大鼠ELISA试剂盒采用双抗体一步夹心法酶联免疫吸附试验（ELISA）。往预先包被大鼠SKA2捕获抗体的包被微孔中，依次加入标本、标准品、HRP标记的检测抗体，经过温育并彻底洗涤。用底物TMB显色，TMB在过氧化物酶的催化下转化成蓝色，并在酸的作用下转化成zui终的黄色。颜色的深浅和样品中的大鼠SKA2呈正相关。用酶标仪在450nm 波长下测定吸光度（OD 值），计算样品浓度。试剂盒的标本处理问题不容忽视，关于大鼠ELISA试剂盒的标本处理，您需要知道下列这几点：

1、本公司只对试剂盒本身负责，不对因使用该试剂盒所造成的样本消耗负责，请使用者使用前充分考虑到样本的可能使用量，预留充足的样本。
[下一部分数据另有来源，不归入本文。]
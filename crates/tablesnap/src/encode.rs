use std::path::Path;

use serde::Serialize;
use tablesnap_config::FileFormat;
use tablesnap_core::{Result, SnapError, Value};

pub(crate) fn encode<T: Serialize>(
    value: &T,
    format: FileFormat,
    pretty: bool,
    what: &str,
) -> Result<String> {
    let encoded = match format {
        FileFormat::Json if pretty => serde_json::to_string_pretty(value).map_err(|e| e.to_string()),
        FileFormat::Json => serde_json::to_string(value).map_err(|e| e.to_string()),
        FileFormat::Yaml | FileFormat::Yml => serde_yaml::to_string(value)
            .map(|s| s.trim_end().to_string())
            .map_err(|e| e.to_string()),
    };
    encoded.map_err(|message| SnapError::Encode {
        what: what.to_string(),
        message,
    })
}

pub(crate) fn decode(content: &str, format: FileFormat, path: &Path) -> Result<Value> {
    if format.is_yaml() {
        serde_yaml::from_str(content).map_err(|e| SnapError::parse(path, e))
    } else {
        serde_json::from_str(content).map_err(|e| SnapError::parse(path, e))
    }
}
pub mod config;
pub mod entities;

pub use config::{load_config_from_path, load_config_or_default};
pub use entities::{load_entities, load_entities_from_dir};
//! Bookmark operations.

use linkhaven_client::ApiRequest;
use serde_json::{json, Value};
use tracing::instrument;

use super::{page, Page};
use crate::bookmark::{
    Bookmark, BookmarkKind, CreateBookmark, ListBookmarksQuery, SearchBookmarksQuery, TagRef,
    UpdateBookmark,
};
use crate::error::{Error, Result};
use crate::validate;

impl super::RestClient {
    /// List bookmarks with optional filters and pagination.
    #[instrument(skip(self))]
    pub async fn list_bookmarks(&self, query: &ListBookmarksQuery) -> Result<Page<Bookmark>> {
        validate::validate_pagination(query.page, query.limit)?;

        let mut request = ApiRequest::get("bookmarks")
            .query_opt("page", query.page)
            .query_opt("limit", query.limit)
            .query_opt("archived", query.archived);
        if !query.tags.is_empty() {
            request = request.query("tags", query.tags.join(","));
        }
        request = request
            .query_opt("startDate", query.start_date.map(|d| d.to_rfc3339()))
            .query_opt("endDate", query.end_date.map(|d| d.to_rfc3339()));

        page(self.inner().request(request).await?)
    }

    /// Fetch a single bookmark.
    #[instrument(skip(self))]
    pub async fn get_bookmark(&self, bookmark_id: &str) -> Result<Bookmark> {
        validate::require_non_blank("bookmarkId", bookmark_id)?;
        let response = self
            .inner()
            .request(ApiRequest::get(format!("bookmarks/{bookmark_id}")))
            .await?;
        Ok(response.into_typed()?)
    }

    /// Create a bookmark.
    ///
    /// Link bookmarks need a valid URL, text bookmarks a non-blank body,
    /// and asset bookmarks a previously uploaded asset id.
    #[instrument(skip_all)]
    pub async fn create_bookmark(&self, input: CreateBookmark) -> Result<Bookmark> {
        validate_create(&input)?;
        let response = self
            .inner()
            .request(ApiRequest::post("bookmarks").json(&input)?)
            .await?;
        Ok(response.into_typed()?)
    }

    /// Update an existing bookmark. Only set fields change.
    #[instrument(skip(self, update))]
    pub async fn update_bookmark(
        &self,
        bookmark_id: &str,
        update: &UpdateBookmark,
    ) -> Result<Bookmark> {
        validate::require_non_blank("bookmarkId", bookmark_id)?;
        if let Some(title) = &update.title {
            validate::check_len("title", title, validate::MAX_TITLE_LEN)?;
        }
        if let Some(note) = &update.note {
            validate::check_len("note", note, validate::MAX_NOTE_LEN)?;
        }
        if let Some(url) = &update.url {
            validate::require_url("url", url)?;
        }

        let response = self
            .inner()
            .request(ApiRequest::patch(format!("bookmarks/{bookmark_id}")).json(update)?)
            .await?;
        Ok(response.into_typed()?)
    }

    /// Delete a bookmark.
    #[instrument(skip(self))]
    pub async fn delete_bookmark(&self, bookmark_id: &str) -> Result<()> {
        validate::require_non_blank("bookmarkId", bookmark_id)?;
        self.inner()
            .request(ApiRequest::delete(format!("bookmarks/{bookmark_id}")))
            .await?;
        Ok(())
    }

    /// Full-text search across bookmarks.
    #[instrument(skip(self), fields(q = %query.q))]
    pub async fn search_bookmarks(&self, query: &SearchBookmarksQuery) -> Result<Page<Bookmark>> {
        validate::require_non_blank("q", &query.q)?;

        let request = ApiRequest::get("bookmarks/search")
            .query("q", query.q.trim())
            .query_opt("sortOrder", query.sort_order.map(|s| s.as_str()))
            .query_opt("limit", query.limit)
            .query_opt("cursor", query.cursor.as_deref())
            .query_opt("includeContent", query.include_content);

        page(self.inner().request(request).await?)
    }

    /// Attach tags to a bookmark. Tags referenced by name are resolved or
    /// created server-side.
    #[instrument(skip(self, tags))]
    pub async fn add_bookmark_tags(&self, bookmark_id: &str, tags: &[TagRef]) -> Result<Value> {
        let request = tags_request(bookmark_id, tags, true)?;
        Ok(self.inner().request(request).await?.data)
    }

    /// Detach tags from a bookmark.
    #[instrument(skip(self, tags))]
    pub async fn remove_bookmark_tags(&self, bookmark_id: &str, tags: &[TagRef]) -> Result<Value> {
        let request = tags_request(bookmark_id, tags, false)?;
        Ok(self.inner().request(request).await?.data)
    }

    /// Attach an uploaded asset to a bookmark.
    #[instrument(skip(self))]
    pub async fn attach_bookmark_asset(
        &self,
        bookmark_id: &str,
        asset_id: &str,
        asset_type: &str,
    ) -> Result<Value> {
        validate::require_non_blank("bookmarkId", bookmark_id)?;
        validate::require_non_blank("assetId", asset_id)?;
        validate::require_non_blank("assetType", asset_type)?;

        let request = ApiRequest::post(format!("bookmarks/{bookmark_id}/assets"))
            .json_value(json!({"id": asset_id, "assetType": asset_type}));
        Ok(self.inner().request(request).await?.data)
    }

    /// Replace one of a bookmark's assets with another uploaded asset.
    #[instrument(skip(self))]
    pub async fn replace_bookmark_asset(
        &self,
        bookmark_id: &str,
        current_asset_id: &str,
        new_asset_id: &str,
    ) -> Result<()> {
        validate::require_non_blank("bookmarkId", bookmark_id)?;
        validate::require_non_blank("currentAssetId", current_asset_id)?;
        validate::require_non_blank("newAssetId", new_asset_id)?;

        let request = ApiRequest::put(format!(
            "bookmarks/{bookmark_id}/assets/{current_asset_id}"
        ))
        .json_value(json!({"assetId": new_asset_id}));
        self.inner().request(request).await?;
        Ok(())
    }

    /// Detach an asset from a bookmark.
    #[instrument(skip(self))]
    pub async fn detach_bookmark_asset(&self, bookmark_id: &str, asset_id: &str) -> Result<()> {
        validate::require_non_blank("bookmarkId", bookmark_id)?;
        validate::require_non_blank("assetId", asset_id)?;

        self.inner()
            .request(ApiRequest::delete(format!(
                "bookmarks/{bookmark_id}/assets/{asset_id}"
            )))
            .await?;
        Ok(())
    }
}

fn tags_request(bookmark_id: &str, tags: &[TagRef], attach: bool) -> Result<ApiRequest> {
    validate::require_non_blank("bookmarkId", bookmark_id)?;
    if tags.is_empty() {
        return Err(Error::validation("tags", "at least one tag is required"));
    }
    for tag in tags {
        validate::require_non_blank("tagName", &tag.tag_name)?;
    }

    let endpoint = format!("bookmarks/{bookmark_id}/tags");
    let request = if attach {
        ApiRequest::post(endpoint)
    } else {
        ApiRequest::delete(endpoint)
    };
    Ok(request.json(&json!({"tags": tags}))?)
}

fn validate_create(input: &CreateBookmark) -> Result<()> {
    match input.kind {
        BookmarkKind::Link => {
            let url = input.url.as_deref().unwrap_or_default();
            validate::require_url("url", url)?;
        }
        BookmarkKind::Text => {
            let text = input.text.as_deref().unwrap_or_default();
            validate::require_non_blank("text", text)?;
            if let Some(source_url) = &input.source_url {
                validate::require_url("sourceUrl", source_url)?;
            }
        }
        BookmarkKind::Asset => {
            let asset_id = input.asset_id.as_deref().unwrap_or_default();
            validate::require_non_blank("assetId", asset_id)?;
            let asset_type = input.asset_type.as_deref().unwrap_or_default();
            validate::require_non_blank("assetType", asset_type)?;
        }
    }

    if let Some(title) = &input.title {
        validate::check_len("title", title, validate::MAX_TITLE_LEN)?;
    }
    if let Some(note) = &input.note {
        validate::check_len("note", note, validate::MAX_NOTE_LEN)?;
    }
    if let Some(tags) = &input.tags {
        if tags.len() > validate::MAX_TAGS {
            return Err(Error::validation(
                "tags",
                format!("maximum {} tags allowed", validate::MAX_TAGS),
            ));
        }
    }

    Ok(())
}
//! Tag models.

use serde::{Deserialize, Serialize};

/// A tag attached to bookmarks, either by the user or by the server's
/// automatic tagger.
#[derive(Debug, Clone, Serialize, Deserialize)]
#[serde(rename_all = "camelCase")]
pub struct Tag {
    pub id: String,
    pub name: String,
    #[serde(default, skip_serializing_if = "Option::is_none")]
    pub attached_by: Option<AttachedBy>,
}

/// Who attached a tag.
#[derive(Debug, Clone, Copy, PartialEq, Eq, Serialize, Deserialize)]
#[serde(rename_all = "lowercase")]
pub enum AttachedBy {
    Ai,
    Human,
}
//! Error types for linkhaven-client.

use serde_json::Value;

/// Result type alias for linkhaven-client operations.
pub type Result<T> = std::result::Result<T, Error>;

/// Error type for linkhaven-client operations.
#[derive(Debug, thiserror::Error)]
#[error("{kind}")]
pub struct Error {
    /// The kind of error that occurred.
    pub kind: ErrorKind,
    /// Optional source error.
    #[source]
    pub source: Option<Box<dyn std::error::Error + Send + Sync>>,
}

impl Error {
    /// Create a new error with the given kind.
    pub fn new(kind: ErrorKind) -> Self {
        Self { kind, source: None }
    }

    /// Create a new error with the given kind and source.
    pub fn with_source(
        kind: ErrorKind,
        source: impl std::error::Error + Send + Sync + 'static,
    ) -> Self {
        Self {
            kind,
            source: Some(Box::new(source)),
        }
    }

    /// HTTP status carried by the error, if the failure produced a response.
    ///
    /// Connection failures, timeouts, and queue expiry carry no status.
    pub fn status_code(&self) -> Option<u16> {
        match &self.kind {
            ErrorKind::Api { status, .. } => Some(*status),
            _ => None,
        }
    }

    /// Symbolic error code reported by the API, if any.
    pub fn api_code(&self) -> Option<&str> {
        match &self.kind {
            ErrorKind::Api { code, .. } => Some(code),
            _ => None,
        }
    }

    /// Returns true if this is a configuration error.
    pub fn is_config(&self) -> bool {
        matches!(self.kind, ErrorKind::Config(_))
    }

    /// Returns true if the request expired before ever being issued.
    pub fn is_queue_timeout(&self) -> bool {
        matches!(self.kind, ErrorKind::QueueTimeout)
    }
}

/// The kind of error that occurred.
#[derive(Debug, thiserror::Error)]
pub enum ErrorKind {
    /// Invalid credentials or client configuration, detected before any
    /// request is queued.
    #[error("configuration error: {0}")]
    Config(String),

    /// The instance could not be reached (connection refused, DNS failure).
    #[error("connection error: {0}")]
    Connection(String),

    /// The request exceeded the client-side timeout budget.
    #[error("request timed out")]
    Timeout,

    /// The request expired waiting for a queue slot and was never issued.
    #[error("request timed out in queue")]
    QueueTimeout,

    /// Non-2xx response from the API.
    #[error("API error ({status}): {code} - {message}")]
    Api {
        status: u16,
        code: String,
        message: String,
        details: Value,
    },

    /// JSON serialization/deserialization error.
    #[error("JSON error: {0}")]
    Json(String),

    /// Other error.
    #[error("{0}")]
    Other(String),
}

impl From<reqwest::Error> for Error {
    fn from(err: reqwest::Error) -> Self {
        let kind = if err.is_timeout() {
            ErrorKind::Timeout
        } else if err.is_connect() {
            ErrorKind::Connection(err.to_string())
        } else {
            ErrorKind::Other(err.to_string())
        };

        Error::with_source(kind, err)
    }
}

impl From<serde_json::Error> for Error {
    fn from(err: serde_json::Error) -> Self {
        Error::with_source(ErrorKind::Json(err.to_string()), err)
    }
}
2、实验前应预测标本含量，如果标本浓度过高，应对标本进行稀释，使稀释后的标本符合试剂盒的检测范围，计算时再乘以相应的稀释倍数。标本使用0.01mol/L的PBS稀释(PH=7.0-7.2)。

3、若样本为细胞培养上清，因该类样本干扰因素较多，如：细胞状态、细胞数量、采样时间等，所以可能存在检测不出的情况。

4、建议使用新鲜样本，保存时间过长可能会存在蛋白降解或变性导致实验结果偏差。

5、若所检样本不包含在说明书所列样本之中，建议进行预实验验证其有效性，并注意留存样本。

6、使用化学裂解液制备的组织匀浆或细胞提取液可能会由于某些化学物质的引入导致ELISA实验结果偏差。

7、某些天然蛋白或重组蛋白，包括原核及真核重组蛋白，可能因为与本产品所使用的检测抗体及捕获抗体不匹配，而不被检测出。